Extracted information —
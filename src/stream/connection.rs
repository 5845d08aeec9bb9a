use serde_json::Value;
use std::collections::{HashMap, HashSet};
use std::sync::{Arc, Mutex, MutexGuard, Weak};
use std::time::Duration;
use tokio::sync::watch;
use tokio::task::JoinHandle;
use tokio_util::sync::CancellationToken;
use tracing::{debug, error, info, warn};
use uuid::Uuid;

use super::transport::{RawEvent, Transport, TransportError};
use crate::kernel::event::ConnectionStatus;

pub type Handler = Box<dyn FnMut(&Value) + Send>;

/// Bounded retry with a fixed delay between attempts.
#[derive(Debug, Clone, Copy, PartialEq, Eq)]
pub struct ReconnectPolicy {
    pub max_attempts: u32,
    pub delay: Duration,
}

impl Default for ReconnectPolicy {
    fn default() -> Self {
        Self {
            max_attempts: 5,
            delay: Duration::from_millis(1000),
        }
    }
}

struct Entry {
    event: String,
    handler: Handler,
}

#[derive(Default)]
struct Registry {
    closed: bool,
    handlers: HashMap<Uuid, Entry>,
    /// Handlers checked out by an in-progress dispatch.
    dispatching: HashSet<Uuid>,
    /// Checked-out handlers whose subscription was dropped meanwhile.
    cancelled: HashSet<Uuid>,
}

impl Registry {
    fn remove(&mut self, id: &Uuid) {
        if self.handlers.remove(id).is_none() && self.dispatching.contains(id) {
            self.cancelled.insert(*id);
        }
    }

    fn clear(&mut self) {
        self.closed = true;
        self.handlers.clear();
    }
}

/// Run every handler for `raw` with the registry unlocked, so a handler may
/// subscribe or drop a [`Subscription`] itself.
fn dispatch(registry: &Mutex<Registry>, raw: &RawEvent) -> usize {
    let mut taken: Vec<(Uuid, Entry)> = {
        let mut reg = lock(registry);
        if reg.closed {
            return 0;
        }
        let ids: Vec<Uuid> = reg
            .handlers
            .iter()
            .filter(|(_, e)| e.event == raw.event)
            .map(|(id, _)| *id)
            .collect();
        let taken: Vec<(Uuid, Entry)> = ids
            .into_iter()
            .filter_map(|id| reg.handlers.remove(&id).map(|entry| (id, entry)))
            .collect();
        reg.dispatching.extend(taken.iter().map(|(id, _)| *id));
        taken
    };

    for (_, entry) in taken.iter_mut() {
        (entry.handler)(&raw.data);
    }
    let delivered = taken.len();

    let mut reg = lock(registry);
    for (id, entry) in taken {
        reg.dispatching.remove(&id);
        // Unsubscribed mid-call, or the manager closed: do not put it back
        if reg.cancelled.remove(&id) || reg.closed {
            continue;
        }
        reg.handlers.insert(id, entry);
    }
    delivered
}

fn lock(registry: &Mutex<Registry>) -> MutexGuard<'_, Registry> {
    // A panicking handler must not wedge teardown
    registry.lock().unwrap_or_else(|poisoned| poisoned.into_inner())
}

/// Cancellation handle for one registered handler. Dropping it unsubscribes.
pub struct Subscription {
    id: Uuid,
    event: String,
    registry: Weak<Mutex<Registry>>,
}

impl Subscription {
    pub fn id(&self) -> Uuid {
        self.id
    }

    pub fn event(&self) -> &str {
        &self.event
    }

    pub fn unsubscribe(self) {}
}

impl Drop for Subscription {
    fn drop(&mut self) {
        if let Some(registry) = self.registry.upgrade() {
            lock(&registry).remove(&self.id);
        }
    }
}

/// Owns one logical subscription to the push channel.
///
/// Handlers belong to the manager, not to the underlying transport
/// connection, so a transport-level reconnect keeps them attached. `close`
/// releases every handler; none runs after it returns.
pub struct ConnectionManager<T: Transport> {
    transport: Option<T>,
    registry: Arc<Mutex<Registry>>,
    policy: ReconnectPolicy,
    status: Arc<watch::Sender<ConnectionStatus>>,
    pump: Option<(CancellationToken, JoinHandle<T>)>,
}

impl<T: Transport> ConnectionManager<T> {
    pub fn new(transport: T, policy: ReconnectPolicy) -> Self {
        let (status, _) = watch::channel(ConnectionStatus::Disconnected);
        Self {
            transport: Some(transport),
            registry: Arc::new(Mutex::new(Registry::default())),
            policy,
            status: Arc::new(status),
            pump: None,
        }
    }

    pub fn status(&self) -> watch::Receiver<ConnectionStatus> {
        self.status.subscribe()
    }

    pub fn is_open(&self) -> bool {
        self.pump.is_some()
    }

    pub fn handler_count(&self) -> usize {
        lock(&self.registry).handlers.len()
    }

    pub fn subscribe<F>(&self, event: &str, handler: F) -> Subscription
    where
        F: FnMut(&Value) + Send + 'static,
    {
        let id = Uuid::new_v4();
        lock(&self.registry).handlers.insert(
            id,
            Entry {
                event: event.to_string(),
                handler: Box::new(handler),
            },
        );
        debug!(%id, event, "handler registered");
        Subscription {
            id,
            event: event.to_string(),
            registry: Arc::downgrade(&self.registry),
        }
    }

    /// Connect (with the retry policy) and start delivering events.
    pub async fn open(&mut self) -> Result<(), TransportError> {
        if self.pump.is_some() {
            return Ok(());
        }
        let mut transport = self.transport.take().ok_or(TransportError::Closed)?;
        let token = CancellationToken::new();

        if let Err(e) = connect_with_retry(&mut transport, &self.policy, &self.status, &token, false).await {
            error!("stream connect failed after {} attempts: {}", self.policy.max_attempts, e);
            self.status.send_replace(ConnectionStatus::Failed);
            self.transport = Some(transport);
            return Err(e);
        }

        lock(&self.registry).closed = false;
        self.status.send_replace(ConnectionStatus::Connected);
        info!("stream connected");

        let handle = tokio::spawn(pump(
            transport,
            self.registry.clone(),
            self.policy,
            self.status.clone(),
            token.clone(),
        ));
        self.pump = Some((token, handle));
        Ok(())
    }

    /// Teardown: release every handler, stop the pump, close the transport.
    pub async fn close(&mut self) {
        lock(&self.registry).clear();
        if let Some((token, handle)) = self.pump.take() {
            token.cancel();
            match handle.await {
                Ok(transport) => self.transport = Some(transport),
                Err(e) => warn!("stream pump ended abnormally: {}", e),
            }
        }
        self.status.send_replace(ConnectionStatus::Disconnected);
        info!("stream closed");
    }

    /// Explicit reconnect. Handlers are released; callers subscribe again.
    pub async fn reconnect(&mut self) -> Result<(), TransportError> {
        self.close().await;
        self.open().await
    }
}

impl<T: Transport> Drop for ConnectionManager<T> {
    fn drop(&mut self) {
        lock(&self.registry).clear();
        if let Some((token, _)) = self.pump.take() {
            token.cancel();
        }
    }
}

async fn connect_with_retry<T: Transport>(
    transport: &mut T,
    policy: &ReconnectPolicy,
    status: &watch::Sender<ConnectionStatus>,
    token: &CancellationToken,
    reconnecting: bool,
) -> Result<(), TransportError> {
    let attempts = policy.max_attempts.max(1);
    let mut last = TransportError::Closed;

    for attempt in 1..=attempts {
        if reconnecting || attempt > 1 {
            tokio::select! {
                _ = token.cancelled() => return Err(TransportError::Closed),
                _ = tokio::time::sleep(policy.delay) => {}
            }
        }
        let next = if reconnecting || attempt > 1 {
            ConnectionStatus::Reconnecting { attempt }
        } else {
            ConnectionStatus::Connecting
        };
        status.send_replace(next);

        match transport.connect().await {
            Ok(()) => return Ok(()),
            // Feed ended for good; retrying cannot bring it back
            Err(TransportError::Closed) => return Err(TransportError::Closed),
            Err(e) => {
                warn!(attempt, "stream connect attempt failed: {}", e);
                last = e;
            }
        }
    }
    Err(last)
}

async fn pump<T: Transport>(
    mut transport: T,
    registry: Arc<Mutex<Registry>>,
    policy: ReconnectPolicy,
    status: Arc<watch::Sender<ConnectionStatus>>,
    token: CancellationToken,
) -> T {
    loop {
        let next = tokio::select! {
            biased;
            _ = token.cancelled() => break,
            next = transport.next_event() => next,
        };

        match next {
            Ok(Some(raw)) => {
                let delivered = dispatch(&registry, &raw);
                if delivered == 0 {
                    debug!(event = %raw.event, "no handler for event");
                }
            }
            Ok(None) | Err(_) => {
                match &next {
                    Err(e) => warn!("stream dropped: {}", e),
                    _ => warn!("stream ended by remote"),
                }
                status.send_replace(ConnectionStatus::Disconnected);

                match connect_with_retry(&mut transport, &policy, &status, &token, true).await {
                    Ok(()) => {
                        info!("stream reconnected");
                        status.send_replace(ConnectionStatus::Connected);
                    }
                    Err(TransportError::Closed) if token.is_cancelled() => break,
                    Err(e) => {
                        error!("stream reconnect gave up after {} attempts: {}", policy.max_attempts, e);
                        status.send_replace(ConnectionStatus::Failed);
                        break;
                    }
                }
            }
        }
    }
    transport.close().await;
    transport
}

What needs to be done — Repeat the entries above verbatim, but only from the line that has "use serde_json::Value;" down to the line that has "pub type Handler", inclusive.

Written solution —
use serde_json::Value;
use std::collections::{HashMap, HashSet};
use std::sync::{Arc, Mutex, MutexGuard, Weak};
use std::time::Duration;
use tokio::sync::watch;
use tokio::task::JoinHandle;
use tokio_util::sync::CancellationToken;
use tracing::{debug, error, info, warn};
use uuid::Uuid;

use super::transport::{RawEvent, Transport, TransportError};
use crate::kernel::event::ConnectionStatus;

pub type Handler = Box<dyn FnMut(&Value) + Send>;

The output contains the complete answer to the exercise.